17. Besuch aus der Ostzone
Die Beziehungen zur damaligen DDR begannen sich gerade auf politischer Seite etwas aufzulockern. Die ideologischen Grenzen aber waren im wahrsten Sinne des Wortes „zugemauert“. Und in dieser Situation steht der Familie Tetzlaff Besuch ins Haus – ein eigentlich freudiger Anlass. Michaels Eltern wollen endlich ihre angeheirateten Verwandten kennenlernen.
18. Urlaubsvorbereitung
Die Tetzlaffs wollen ihren Urlaub zum ersten Mal im Ausland verbringen, allerdings hat Alfred an jedem Ort etwas auszusetzen. Während Else und die Kinder ins Reisebüro gehen, probiert Alfred einen Taucheranzug aus, den er sich von Koslowski geliehen hat.
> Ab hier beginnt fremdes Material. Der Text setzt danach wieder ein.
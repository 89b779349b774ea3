//! relcast core library
//!
//! Release orchestration logic: trigger resolution, artifact aggregation,
//! checksums, tag management and publishing. Build execution lives in
//! `relcast-ci`; collaborator traits live in `relcast-state`.

pub mod aggregate;
pub mod cancel;
pub mod checksum;
pub mod config;
pub mod domain;
pub mod git;
pub mod obs;
pub mod publisher;
pub mod resolver;
pub mod retry;
pub mod tag_manager;
pub mod telemetry;

pub use aggregate::aggregate;
pub use cancel::CancelSignal;
pub use checksum::{
    compute_manifest, verify_manifest, write_manifest, VerifyOutcome, VerifyStatus,
    DEFAULT_MANIFEST_NAME,
};
pub use config::PipelineConfig;
pub use domain::{
    validate_targets, AggregatedArtifactSet, Artifact, AttachedFile, BuildTarget, ChecksumEntry,
    ChecksumManifest, PipelineError, Release, ReleaseError, ReleasePlan, ReleaseResult,
    ReleaseType, Stage, TargetFailure, TriggerEvent,
};
pub use git::{capture_head_sha, is_git_repo, GitTagRegistry};
pub use publisher::ReleasePublisher;
pub use resolver::{is_prerelease_version, resolve};
pub use retry::{retry_transient, RetryPolicy};
pub use tag_manager::{ensure_tag, TagOutcome};
pub use telemetry::init_tracing;

pub use relcast_state::{
    fakes::{MemoryReleaseHost, MemoryTagRegistry},
    ContentDigest, GithubConfig, GithubReleaseHost, ReleaseHost, StorageError, TagRegistry,
};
Als Else vom Reisebüro aus in der Telefonzelle anruft, verlässt Alfred im Taucheranzug das Haus und wird, weil er sich nicht ausweisen kann, von einem Polizeibeamten in Gewahrsam genommen.
19. Tapetenwechsel
Dass Alfred seiner Familie das Leben im heimischen Reihenhaus nicht gerade leicht macht, hat sich wahrscheinlich herumgesprochen. Jedenfalls erhalten Rita und Michael den Tipp, dass in der Nähe ihres jetzigen gemütlichen Heimes ein Haus frei geworden ist und sie überlegen, ob sie nicht umziehen sollten.
20. Der Staatsfeind
Merkwürdiges tut sich in Alfreds Umgebung: Wenn man Gerüchten glauben darf, zieht ein Fremder Erkundigungen ein über Alfred und über seinen besten Freund Koslowski. Was hat das zu bedeuten? Alfred ist zutiefst beunruhigt und erforscht sein Gewissen, und das ist nun leider überhaupt nicht rein. Eines Tages erscheint der Unbekannte auch bei Tetzlaff und Alfred ist wieder mal in Hochform.
21. Der Sittenstrolch
Während Else mit Ruth Suhrbier einkaufen war, soll sich im nahen Park ein Exhibitionist gezeigt haben. In der Küche reizt Alfred Ruth dazu, ihren Busen zu entblößen. Nachdem Else das verhindert hat und Alfred seine Ansichten über Evolution kundgetan hat, kommt ein Polizist und stellt Alfred zweideutige Fragen. So muss Alfred zugeben, dass er im Park uriniert hat und dabei zufällig von jemandem gesehen worden ist.